Outras obras conhecidas existem apenas em fragmentos, incluindo as quatro obras escatológicas na tradição secreta: Hypotyposes, Excerpta ex Theodoto, Eclogae Propheticae, e os Adumbraetiones. Estes cobrem a hierarquia celestial de Clemente, um esquema complexo no qual o universo é dirigido pela Face de Deus, abaixo do qual estão sete prototistas, seguidos por arcanjos, anjos e humanos. Segundo Jean Daniélou, este esquema é herdado de um esoterismo judaico-cristão, seguido pelos Apóstolos, que só foi transmitido oralmente aos cristãos que podiam ser confiados com tais mistérios. Os proctocistas são os primeiros seres criados por Deus, e atuam como sacerdotes dos arcanjos. Clemente os identifica tanto como os “Olhos do Senhor” quanto com os Tronos.

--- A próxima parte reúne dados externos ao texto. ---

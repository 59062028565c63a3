//! Target network the client expects the wallet to be connected to.
use alloy::primitives::{Address, TxHash};
use serde::{Deserialize, Serialize};

/// Chain id of the HyperEVM testnet.
pub const HYPEREVM_TESTNET_CHAIN_ID: u64 = 0x3e6;

/// Native currency metadata, as wallets expect it.
#[derive(Clone, Debug, PartialEq, Eq, Serialize, Deserialize)]
pub struct NativeCurrency {
    /// Display name, e.g. `Hype`.
    pub name: String,
    /// Ticker symbol, e.g. `HYPE`.
    pub symbol: String,
    /// Decimal count.
    pub decimals: u8,
}

/// Description of the network the vesting contract lives on.
///
/// Only used to ask the wallet to switch to (or register) the network and to
/// build explorer links.
#[derive(Clone, Debug, PartialEq, Eq)]
pub struct NetworkDescriptor {
    /// Chain id.
    pub chain_id: u64,
    /// Display name.
    pub chain_name: String,
    /// Native currency metadata.
    pub native_currency: NativeCurrency,
    /// JSON-RPC endpoint.
    pub rpc_url: String,
    /// Block explorer base URL.
    pub block_explorer: String,
}

/// Parameters of a `wallet_addEthereumChain` request (EIP-3085).
#[derive(Clone, Debug, PartialEq, Eq, Serialize, Deserialize)]
#[serde(rename_all = "camelCase")]
pub struct AddChainParams {
    /// `0x`-prefixed hexadecimal chain id.
    pub chain_id: String,
    /// Display name.
    pub chain_name: String,
    /// Native currency metadata.
    pub native_currency: NativeCurrency,
    /// JSON-RPC endpoints.
    pub rpc_urls: Vec<String>,
    /// Block explorer base URLs.
    pub block_explorer_urls: Vec<String>,
}

impl NetworkDescriptor {
    /// HyperEVM testnet.
    #[must_use]
    pub fn hyperevm_testnet() -> Self {
        Self {
            chain_id: HYPEREVM_TESTNET_CHAIN_ID,
            chain_name: "HyperEVM".to_owned(),
            native_currency: NativeCurrency {
                name: "Hype".to_owned(),
                symbol: "HYPE".to_owned(),
                decimals: 18,
            },
            rpc_url: "https://rpc.hyperliquid-testnet.xyz/evm".to_owned(),
            block_explorer: "https://app.hyperliquid-testnet.xyz/explorer"
                .to_owned(),
        }
    }

    /// `0x`-prefixed hexadecimal chain id, as wallets report it.
    #[must_use]
    pub fn hex_chain_id(&self) -> String {
        format!("{:#x}", self.chain_id)
    }

    /// Request body registering this network with a wallet, i.e. the
    /// parameter of a browser wallet's `wallet_addEthereumChain` request.
    #[must_use]
    pub fn add_chain_params(&self) -> AddChainParams {
        AddChainParams {
            chain_id: self.hex_chain_id(),
            chain_name: self.chain_name.clone(),
            native_currency: self.native_currency.clone(),
            rpc_urls: vec![self.rpc_url.clone()],
            block_explorer_urls: vec![self.block_explorer.clone()],
        }
    }

    /// Explorer page of transaction `hash`.
    #[must_use]
    pub fn tx_link(&self, hash: &TxHash) -> String {
        format!("{}/tx/{hash}", self.explorer_base())
    }

    /// Explorer page of `address`.
    #[must_use]
    pub fn address_link(&self, address: &Address) -> String {
        format!("{}/address/{address}", self.explorer_base())
    }

    fn explorer_base(&self) -> &str {
        self.block_explorer.trim_end_matches('/')
    }
}

impl Default for NetworkDescriptor {
    fn default() -> Self {
        Self::hyperevm_testnet()
    }
}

Clemente caracteriza as formas celestes como totalmente diferentes de tudo o que é terreno, embora argumente que os membros de cada ordem só parecem incorpóreos aos de ordens inferiores. De acordo com a Eclogae Propheticae, a cada mil anos cada membro de cada ordem sobe um grau, e assim os humanos podem se tornar anjos. Mesmo os prototistas podem ser elevados, embora a sua nova posição na hierarquia não esteja claramente definida. A aparente contradição entre o fato de que pode haver apenas sete prototistas, mas também um vasto número de arcanjos a serem promovidos à sua ordem, é problemática. Uma solução moderna considera a história como um exemplo de “apocalipticismo interiorizado”: detalhes imagísticos não devem ser tomados literalmente, mas simbolizando a transformação interior.

Conhecemos os títulos de várias obras perdidas por causa de uma lista na História Eclesiástica de Eusébio, 6.13.1-3. Eles incluem os Outlines, em oito livros, e Against Judaizers. Outros são conhecidos apenas por citações nos próprios escritos de Clemente, incluindo Sobre Casamento e Sobre Profecia, embora poucos sejam atestados por outros escritores e seja difícil separar as obras que ele pretendia escrever daquelas que foram concluídas.

A carta de Mar Saba foi atribuída a Clemente por Morton Smith, mas ainda há muito debate hoje sobre se é uma carta autêntica de Clemente, um antigo pseudópigrafo, ou uma falsificação moderna. Se autêntica, seu principal significado estaria em sua relação que o Apóstolo Marcos veio de Roma para Alexandria e lá, escreveu um Evangelho mais espiritual, que ele confiou à Igreja em Alexandria em sua morte; se genuína, a carta empurra para trás a tradição relacionada por Eusébio conectando Marcos com Alexandria por um século.